● Action item: Single out the lines of the material that contain "against" and copy them.

● Exercise data:
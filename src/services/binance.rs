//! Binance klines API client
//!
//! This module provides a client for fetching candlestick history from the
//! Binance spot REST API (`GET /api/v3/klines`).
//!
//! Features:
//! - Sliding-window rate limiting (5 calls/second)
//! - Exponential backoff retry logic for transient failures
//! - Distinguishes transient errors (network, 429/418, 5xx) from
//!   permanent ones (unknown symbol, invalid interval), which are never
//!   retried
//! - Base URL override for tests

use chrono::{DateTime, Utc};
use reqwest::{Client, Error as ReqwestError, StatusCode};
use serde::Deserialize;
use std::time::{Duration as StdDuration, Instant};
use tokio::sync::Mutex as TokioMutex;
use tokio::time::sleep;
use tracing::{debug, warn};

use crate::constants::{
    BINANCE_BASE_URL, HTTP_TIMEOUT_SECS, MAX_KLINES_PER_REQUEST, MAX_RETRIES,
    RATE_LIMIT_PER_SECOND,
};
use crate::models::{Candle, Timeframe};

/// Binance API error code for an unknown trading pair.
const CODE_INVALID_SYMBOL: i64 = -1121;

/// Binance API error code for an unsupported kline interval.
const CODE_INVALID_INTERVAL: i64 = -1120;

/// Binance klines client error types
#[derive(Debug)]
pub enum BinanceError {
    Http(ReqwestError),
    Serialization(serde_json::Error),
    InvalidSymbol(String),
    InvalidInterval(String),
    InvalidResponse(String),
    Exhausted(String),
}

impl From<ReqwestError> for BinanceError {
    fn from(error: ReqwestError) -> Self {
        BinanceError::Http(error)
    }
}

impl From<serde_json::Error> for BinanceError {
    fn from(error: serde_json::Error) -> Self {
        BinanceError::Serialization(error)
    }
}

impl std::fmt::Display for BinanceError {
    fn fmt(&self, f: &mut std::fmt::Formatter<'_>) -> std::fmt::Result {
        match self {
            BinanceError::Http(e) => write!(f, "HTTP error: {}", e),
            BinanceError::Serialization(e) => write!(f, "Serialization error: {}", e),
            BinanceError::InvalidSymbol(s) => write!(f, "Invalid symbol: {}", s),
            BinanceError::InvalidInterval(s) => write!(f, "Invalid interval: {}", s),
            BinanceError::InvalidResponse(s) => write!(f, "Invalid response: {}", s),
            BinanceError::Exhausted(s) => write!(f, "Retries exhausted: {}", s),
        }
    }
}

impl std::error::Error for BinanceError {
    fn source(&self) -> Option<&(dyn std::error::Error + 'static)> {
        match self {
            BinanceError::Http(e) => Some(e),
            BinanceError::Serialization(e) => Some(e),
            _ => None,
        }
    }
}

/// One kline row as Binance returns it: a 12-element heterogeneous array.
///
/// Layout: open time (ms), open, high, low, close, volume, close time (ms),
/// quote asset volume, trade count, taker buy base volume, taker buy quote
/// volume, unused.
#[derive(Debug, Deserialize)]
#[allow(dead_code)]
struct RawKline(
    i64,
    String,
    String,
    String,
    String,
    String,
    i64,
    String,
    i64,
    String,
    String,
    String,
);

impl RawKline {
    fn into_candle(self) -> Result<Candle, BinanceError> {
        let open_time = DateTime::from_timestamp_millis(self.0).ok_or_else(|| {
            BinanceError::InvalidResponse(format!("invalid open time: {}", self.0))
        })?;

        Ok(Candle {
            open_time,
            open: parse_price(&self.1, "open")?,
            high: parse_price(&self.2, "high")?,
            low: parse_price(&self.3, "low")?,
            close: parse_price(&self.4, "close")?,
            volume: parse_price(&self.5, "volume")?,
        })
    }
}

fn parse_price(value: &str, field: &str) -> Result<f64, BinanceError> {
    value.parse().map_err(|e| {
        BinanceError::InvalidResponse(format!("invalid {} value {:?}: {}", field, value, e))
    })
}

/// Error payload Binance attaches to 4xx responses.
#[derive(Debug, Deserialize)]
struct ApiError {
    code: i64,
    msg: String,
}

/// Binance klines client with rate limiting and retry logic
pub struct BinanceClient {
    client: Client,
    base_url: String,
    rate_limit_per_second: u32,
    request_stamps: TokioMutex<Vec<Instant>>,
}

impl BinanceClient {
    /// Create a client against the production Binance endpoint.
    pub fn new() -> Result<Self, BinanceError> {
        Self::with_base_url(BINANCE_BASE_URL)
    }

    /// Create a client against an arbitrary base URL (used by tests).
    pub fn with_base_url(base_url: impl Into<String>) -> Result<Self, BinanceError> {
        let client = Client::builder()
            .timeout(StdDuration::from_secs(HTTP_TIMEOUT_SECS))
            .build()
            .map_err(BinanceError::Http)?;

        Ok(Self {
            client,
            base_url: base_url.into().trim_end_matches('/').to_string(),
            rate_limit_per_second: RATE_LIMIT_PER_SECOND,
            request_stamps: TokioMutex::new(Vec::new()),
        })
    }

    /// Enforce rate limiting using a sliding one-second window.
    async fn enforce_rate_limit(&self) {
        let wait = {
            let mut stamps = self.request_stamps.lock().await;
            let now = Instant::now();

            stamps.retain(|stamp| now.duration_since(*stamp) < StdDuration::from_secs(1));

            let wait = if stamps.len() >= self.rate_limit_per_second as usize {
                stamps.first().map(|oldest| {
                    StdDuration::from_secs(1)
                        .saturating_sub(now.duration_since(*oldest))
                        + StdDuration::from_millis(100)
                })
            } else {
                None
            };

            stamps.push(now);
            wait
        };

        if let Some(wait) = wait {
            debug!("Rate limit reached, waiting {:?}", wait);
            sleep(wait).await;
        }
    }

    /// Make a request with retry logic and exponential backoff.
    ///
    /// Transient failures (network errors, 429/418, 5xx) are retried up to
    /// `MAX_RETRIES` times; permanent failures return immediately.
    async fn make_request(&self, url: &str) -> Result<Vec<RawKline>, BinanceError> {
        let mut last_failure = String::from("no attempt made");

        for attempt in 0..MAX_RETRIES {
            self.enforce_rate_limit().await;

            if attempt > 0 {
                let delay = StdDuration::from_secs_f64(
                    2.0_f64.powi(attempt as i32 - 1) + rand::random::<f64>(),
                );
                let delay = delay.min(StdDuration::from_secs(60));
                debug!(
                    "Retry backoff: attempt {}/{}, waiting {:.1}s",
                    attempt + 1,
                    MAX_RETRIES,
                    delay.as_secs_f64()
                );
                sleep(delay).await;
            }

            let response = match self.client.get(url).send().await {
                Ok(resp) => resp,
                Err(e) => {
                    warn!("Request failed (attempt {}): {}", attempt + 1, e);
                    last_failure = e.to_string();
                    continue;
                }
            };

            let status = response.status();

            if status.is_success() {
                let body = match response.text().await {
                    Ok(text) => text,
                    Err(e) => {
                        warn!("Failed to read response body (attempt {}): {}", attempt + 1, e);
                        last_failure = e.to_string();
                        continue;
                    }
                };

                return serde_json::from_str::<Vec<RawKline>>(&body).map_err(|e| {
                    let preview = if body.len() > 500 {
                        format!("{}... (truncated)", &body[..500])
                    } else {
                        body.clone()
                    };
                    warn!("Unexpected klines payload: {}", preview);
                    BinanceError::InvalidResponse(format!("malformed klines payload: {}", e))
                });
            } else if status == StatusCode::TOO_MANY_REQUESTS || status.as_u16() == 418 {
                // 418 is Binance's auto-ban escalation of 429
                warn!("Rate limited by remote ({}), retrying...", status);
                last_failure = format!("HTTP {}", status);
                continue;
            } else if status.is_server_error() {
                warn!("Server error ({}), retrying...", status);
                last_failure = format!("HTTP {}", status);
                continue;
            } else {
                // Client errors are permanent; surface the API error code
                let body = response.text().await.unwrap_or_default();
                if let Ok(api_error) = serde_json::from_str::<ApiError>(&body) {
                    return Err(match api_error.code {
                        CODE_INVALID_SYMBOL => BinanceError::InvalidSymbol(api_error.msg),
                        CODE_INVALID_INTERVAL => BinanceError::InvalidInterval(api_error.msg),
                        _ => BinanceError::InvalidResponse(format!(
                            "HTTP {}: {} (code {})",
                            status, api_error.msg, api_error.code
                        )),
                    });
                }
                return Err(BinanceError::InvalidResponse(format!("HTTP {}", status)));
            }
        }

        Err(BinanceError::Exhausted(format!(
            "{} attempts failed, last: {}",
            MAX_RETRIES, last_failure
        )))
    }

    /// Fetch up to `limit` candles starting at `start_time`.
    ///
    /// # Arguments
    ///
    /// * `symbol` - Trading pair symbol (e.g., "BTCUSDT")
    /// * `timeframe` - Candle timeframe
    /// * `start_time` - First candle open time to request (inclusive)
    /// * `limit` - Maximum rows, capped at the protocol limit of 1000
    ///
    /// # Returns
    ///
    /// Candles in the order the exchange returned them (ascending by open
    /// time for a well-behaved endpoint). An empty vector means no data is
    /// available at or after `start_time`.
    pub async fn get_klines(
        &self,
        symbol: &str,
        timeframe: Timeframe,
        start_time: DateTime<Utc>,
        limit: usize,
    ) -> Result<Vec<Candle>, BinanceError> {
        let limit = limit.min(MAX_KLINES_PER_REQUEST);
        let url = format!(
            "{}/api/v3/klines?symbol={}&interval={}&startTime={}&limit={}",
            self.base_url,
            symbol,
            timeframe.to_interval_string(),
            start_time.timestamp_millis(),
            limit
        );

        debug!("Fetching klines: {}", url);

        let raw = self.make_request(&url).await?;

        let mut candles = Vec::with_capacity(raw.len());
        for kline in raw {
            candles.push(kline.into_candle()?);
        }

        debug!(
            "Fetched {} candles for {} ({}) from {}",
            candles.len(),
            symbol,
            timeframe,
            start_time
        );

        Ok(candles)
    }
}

---

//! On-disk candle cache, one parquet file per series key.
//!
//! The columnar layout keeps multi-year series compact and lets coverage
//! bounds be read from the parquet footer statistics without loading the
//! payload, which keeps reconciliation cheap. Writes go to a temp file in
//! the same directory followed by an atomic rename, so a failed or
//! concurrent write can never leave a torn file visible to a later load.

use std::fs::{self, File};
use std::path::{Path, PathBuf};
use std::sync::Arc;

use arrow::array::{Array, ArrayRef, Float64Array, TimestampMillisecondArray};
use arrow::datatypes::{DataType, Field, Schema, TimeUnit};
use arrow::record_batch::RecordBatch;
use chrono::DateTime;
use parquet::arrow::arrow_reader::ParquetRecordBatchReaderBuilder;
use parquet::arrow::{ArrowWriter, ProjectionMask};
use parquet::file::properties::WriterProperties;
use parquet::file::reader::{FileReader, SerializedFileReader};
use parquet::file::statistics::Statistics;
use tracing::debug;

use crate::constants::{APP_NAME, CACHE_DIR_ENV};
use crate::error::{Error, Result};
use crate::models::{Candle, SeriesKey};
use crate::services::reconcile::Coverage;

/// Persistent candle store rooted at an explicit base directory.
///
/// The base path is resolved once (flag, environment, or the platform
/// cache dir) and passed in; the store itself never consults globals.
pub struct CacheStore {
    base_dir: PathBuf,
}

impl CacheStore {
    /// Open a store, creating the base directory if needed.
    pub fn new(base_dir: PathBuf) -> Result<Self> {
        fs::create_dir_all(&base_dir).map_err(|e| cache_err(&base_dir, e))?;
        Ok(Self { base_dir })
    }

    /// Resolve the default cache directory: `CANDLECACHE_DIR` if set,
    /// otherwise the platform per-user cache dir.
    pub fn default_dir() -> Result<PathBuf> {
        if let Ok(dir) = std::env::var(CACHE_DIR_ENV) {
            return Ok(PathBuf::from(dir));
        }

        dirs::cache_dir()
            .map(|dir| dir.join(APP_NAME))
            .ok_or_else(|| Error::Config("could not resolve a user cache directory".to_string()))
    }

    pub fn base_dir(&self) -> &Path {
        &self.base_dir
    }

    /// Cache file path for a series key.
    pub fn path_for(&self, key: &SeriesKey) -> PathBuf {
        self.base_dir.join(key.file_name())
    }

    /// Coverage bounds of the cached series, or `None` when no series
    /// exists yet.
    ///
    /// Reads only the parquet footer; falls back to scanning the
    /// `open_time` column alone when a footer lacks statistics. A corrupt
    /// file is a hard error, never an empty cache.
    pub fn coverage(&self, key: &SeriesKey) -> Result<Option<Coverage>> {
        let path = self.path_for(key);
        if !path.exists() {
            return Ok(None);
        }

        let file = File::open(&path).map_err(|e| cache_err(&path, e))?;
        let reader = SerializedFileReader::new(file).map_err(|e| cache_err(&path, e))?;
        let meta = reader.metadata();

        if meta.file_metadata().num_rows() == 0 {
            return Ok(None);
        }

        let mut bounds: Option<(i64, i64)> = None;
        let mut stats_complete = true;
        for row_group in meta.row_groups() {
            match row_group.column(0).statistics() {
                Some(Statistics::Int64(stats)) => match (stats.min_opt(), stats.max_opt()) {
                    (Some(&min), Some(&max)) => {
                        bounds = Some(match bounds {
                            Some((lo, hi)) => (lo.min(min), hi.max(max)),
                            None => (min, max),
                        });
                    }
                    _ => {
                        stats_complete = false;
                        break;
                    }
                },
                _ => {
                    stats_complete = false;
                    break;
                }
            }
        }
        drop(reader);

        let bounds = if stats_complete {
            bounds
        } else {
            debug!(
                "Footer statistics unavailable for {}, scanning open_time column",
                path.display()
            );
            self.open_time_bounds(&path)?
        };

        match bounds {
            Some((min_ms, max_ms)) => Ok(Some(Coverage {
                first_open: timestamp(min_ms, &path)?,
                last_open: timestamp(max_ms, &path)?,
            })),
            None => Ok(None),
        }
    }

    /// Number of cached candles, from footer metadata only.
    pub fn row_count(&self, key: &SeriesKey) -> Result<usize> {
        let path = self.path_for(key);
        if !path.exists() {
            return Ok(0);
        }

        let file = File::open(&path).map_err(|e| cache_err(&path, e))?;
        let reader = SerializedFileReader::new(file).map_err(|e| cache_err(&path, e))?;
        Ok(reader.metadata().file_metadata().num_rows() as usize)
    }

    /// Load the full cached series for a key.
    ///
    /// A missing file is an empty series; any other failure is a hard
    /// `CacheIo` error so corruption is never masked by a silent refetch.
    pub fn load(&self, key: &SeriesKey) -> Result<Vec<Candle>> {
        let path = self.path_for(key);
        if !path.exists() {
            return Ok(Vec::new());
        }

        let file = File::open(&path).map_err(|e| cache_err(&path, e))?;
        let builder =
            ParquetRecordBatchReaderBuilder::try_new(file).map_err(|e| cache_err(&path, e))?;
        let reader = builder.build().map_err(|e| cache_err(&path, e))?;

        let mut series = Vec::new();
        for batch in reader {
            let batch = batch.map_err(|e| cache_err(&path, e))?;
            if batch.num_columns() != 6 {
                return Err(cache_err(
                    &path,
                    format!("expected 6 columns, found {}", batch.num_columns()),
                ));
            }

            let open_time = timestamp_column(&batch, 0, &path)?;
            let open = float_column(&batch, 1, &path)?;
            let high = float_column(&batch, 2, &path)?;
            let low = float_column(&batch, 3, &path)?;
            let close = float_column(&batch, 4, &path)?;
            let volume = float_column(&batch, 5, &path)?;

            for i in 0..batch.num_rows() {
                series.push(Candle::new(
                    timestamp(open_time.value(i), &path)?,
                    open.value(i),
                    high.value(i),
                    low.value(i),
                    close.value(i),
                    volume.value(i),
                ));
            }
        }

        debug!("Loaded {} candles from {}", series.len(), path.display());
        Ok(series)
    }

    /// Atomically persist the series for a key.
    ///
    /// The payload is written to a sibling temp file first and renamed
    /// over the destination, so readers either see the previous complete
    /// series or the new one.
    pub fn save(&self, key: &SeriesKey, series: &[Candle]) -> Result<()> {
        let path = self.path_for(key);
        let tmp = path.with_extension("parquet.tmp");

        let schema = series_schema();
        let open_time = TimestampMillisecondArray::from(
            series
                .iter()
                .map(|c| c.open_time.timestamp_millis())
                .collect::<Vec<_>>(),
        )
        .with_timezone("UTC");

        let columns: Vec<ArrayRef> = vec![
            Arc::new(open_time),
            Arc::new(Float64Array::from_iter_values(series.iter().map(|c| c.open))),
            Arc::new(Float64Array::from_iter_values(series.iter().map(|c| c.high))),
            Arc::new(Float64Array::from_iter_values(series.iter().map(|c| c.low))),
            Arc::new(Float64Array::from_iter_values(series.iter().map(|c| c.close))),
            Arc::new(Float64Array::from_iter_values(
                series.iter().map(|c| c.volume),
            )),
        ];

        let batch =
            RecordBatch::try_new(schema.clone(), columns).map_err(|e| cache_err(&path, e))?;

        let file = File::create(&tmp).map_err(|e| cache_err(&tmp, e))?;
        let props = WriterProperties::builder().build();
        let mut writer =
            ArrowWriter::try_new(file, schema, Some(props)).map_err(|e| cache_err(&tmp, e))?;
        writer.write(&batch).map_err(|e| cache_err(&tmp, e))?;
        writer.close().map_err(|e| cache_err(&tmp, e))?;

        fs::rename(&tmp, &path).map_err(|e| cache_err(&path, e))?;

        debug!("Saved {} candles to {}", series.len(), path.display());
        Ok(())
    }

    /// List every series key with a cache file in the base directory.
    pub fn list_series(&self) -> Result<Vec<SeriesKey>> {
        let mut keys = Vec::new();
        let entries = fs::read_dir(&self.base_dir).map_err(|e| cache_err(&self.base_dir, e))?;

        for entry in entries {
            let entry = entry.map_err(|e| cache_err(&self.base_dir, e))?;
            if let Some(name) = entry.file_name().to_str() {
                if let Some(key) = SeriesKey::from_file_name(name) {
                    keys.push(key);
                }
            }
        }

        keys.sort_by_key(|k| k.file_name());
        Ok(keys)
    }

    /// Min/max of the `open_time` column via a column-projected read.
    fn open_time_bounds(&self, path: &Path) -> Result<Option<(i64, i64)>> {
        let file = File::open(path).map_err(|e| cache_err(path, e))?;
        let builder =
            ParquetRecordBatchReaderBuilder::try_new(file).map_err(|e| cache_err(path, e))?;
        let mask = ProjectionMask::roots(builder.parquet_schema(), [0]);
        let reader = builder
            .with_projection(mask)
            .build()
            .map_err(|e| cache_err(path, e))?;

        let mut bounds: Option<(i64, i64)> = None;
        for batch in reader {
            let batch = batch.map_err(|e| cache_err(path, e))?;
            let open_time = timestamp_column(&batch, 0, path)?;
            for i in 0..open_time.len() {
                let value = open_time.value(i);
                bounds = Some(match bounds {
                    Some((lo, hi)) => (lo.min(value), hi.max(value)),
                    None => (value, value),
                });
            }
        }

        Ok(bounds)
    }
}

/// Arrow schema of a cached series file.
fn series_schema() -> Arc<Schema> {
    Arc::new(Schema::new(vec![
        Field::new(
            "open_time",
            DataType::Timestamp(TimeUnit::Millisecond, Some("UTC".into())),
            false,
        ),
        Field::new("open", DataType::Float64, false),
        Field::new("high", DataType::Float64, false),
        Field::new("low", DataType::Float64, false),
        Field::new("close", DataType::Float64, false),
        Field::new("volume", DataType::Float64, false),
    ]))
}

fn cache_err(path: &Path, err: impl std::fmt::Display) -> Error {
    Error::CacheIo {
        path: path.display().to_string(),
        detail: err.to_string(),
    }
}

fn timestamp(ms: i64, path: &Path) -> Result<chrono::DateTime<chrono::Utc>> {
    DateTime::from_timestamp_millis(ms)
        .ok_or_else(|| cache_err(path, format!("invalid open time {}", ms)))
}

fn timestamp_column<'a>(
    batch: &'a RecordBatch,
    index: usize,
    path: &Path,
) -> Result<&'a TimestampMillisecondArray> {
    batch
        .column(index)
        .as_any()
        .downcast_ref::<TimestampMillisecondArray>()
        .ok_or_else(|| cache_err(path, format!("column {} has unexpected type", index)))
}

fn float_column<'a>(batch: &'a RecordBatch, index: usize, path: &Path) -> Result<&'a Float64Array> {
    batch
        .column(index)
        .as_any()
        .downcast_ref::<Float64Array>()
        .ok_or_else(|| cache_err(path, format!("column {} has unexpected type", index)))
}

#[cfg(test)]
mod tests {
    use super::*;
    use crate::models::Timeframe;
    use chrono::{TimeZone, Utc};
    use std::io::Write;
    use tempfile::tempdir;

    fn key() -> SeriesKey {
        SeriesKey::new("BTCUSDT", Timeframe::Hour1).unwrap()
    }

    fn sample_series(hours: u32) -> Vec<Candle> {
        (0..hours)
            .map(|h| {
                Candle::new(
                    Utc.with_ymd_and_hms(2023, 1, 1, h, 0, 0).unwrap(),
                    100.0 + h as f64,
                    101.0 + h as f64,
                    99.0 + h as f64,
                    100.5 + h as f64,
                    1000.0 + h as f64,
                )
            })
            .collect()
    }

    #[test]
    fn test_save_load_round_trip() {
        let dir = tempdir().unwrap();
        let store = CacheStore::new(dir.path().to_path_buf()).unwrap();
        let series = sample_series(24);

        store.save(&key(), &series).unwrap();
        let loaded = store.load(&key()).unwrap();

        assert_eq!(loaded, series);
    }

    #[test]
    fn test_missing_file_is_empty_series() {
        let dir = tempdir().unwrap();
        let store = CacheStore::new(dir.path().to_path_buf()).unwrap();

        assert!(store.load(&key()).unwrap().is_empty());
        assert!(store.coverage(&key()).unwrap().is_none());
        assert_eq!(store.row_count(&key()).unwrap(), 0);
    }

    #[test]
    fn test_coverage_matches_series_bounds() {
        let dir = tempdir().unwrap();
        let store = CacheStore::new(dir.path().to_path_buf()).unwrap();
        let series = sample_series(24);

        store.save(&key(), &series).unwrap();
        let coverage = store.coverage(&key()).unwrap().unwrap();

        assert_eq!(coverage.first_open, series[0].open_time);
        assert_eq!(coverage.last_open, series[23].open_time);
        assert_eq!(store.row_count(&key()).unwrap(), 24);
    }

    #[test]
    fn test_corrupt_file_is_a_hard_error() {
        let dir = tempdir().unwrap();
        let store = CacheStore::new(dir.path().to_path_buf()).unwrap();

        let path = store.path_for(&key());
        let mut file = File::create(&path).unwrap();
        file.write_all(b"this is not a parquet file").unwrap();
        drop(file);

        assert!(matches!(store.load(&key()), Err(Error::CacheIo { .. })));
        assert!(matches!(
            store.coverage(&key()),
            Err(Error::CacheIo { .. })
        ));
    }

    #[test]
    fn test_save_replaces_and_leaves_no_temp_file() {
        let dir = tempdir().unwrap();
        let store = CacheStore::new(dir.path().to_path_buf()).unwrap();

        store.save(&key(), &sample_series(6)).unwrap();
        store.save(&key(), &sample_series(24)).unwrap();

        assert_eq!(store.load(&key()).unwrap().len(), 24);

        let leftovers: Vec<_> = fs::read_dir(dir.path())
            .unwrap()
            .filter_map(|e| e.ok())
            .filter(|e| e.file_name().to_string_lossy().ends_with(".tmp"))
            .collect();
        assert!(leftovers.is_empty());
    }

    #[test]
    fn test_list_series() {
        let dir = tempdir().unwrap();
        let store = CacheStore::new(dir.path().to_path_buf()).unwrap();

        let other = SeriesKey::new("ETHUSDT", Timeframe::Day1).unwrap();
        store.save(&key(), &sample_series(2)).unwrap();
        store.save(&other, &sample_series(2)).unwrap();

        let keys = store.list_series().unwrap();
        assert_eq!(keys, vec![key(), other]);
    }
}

● Exercise solution:
    /// Create a client against the production Binance endpoint.
    /// Create a client against an arbitrary base URL (used by tests).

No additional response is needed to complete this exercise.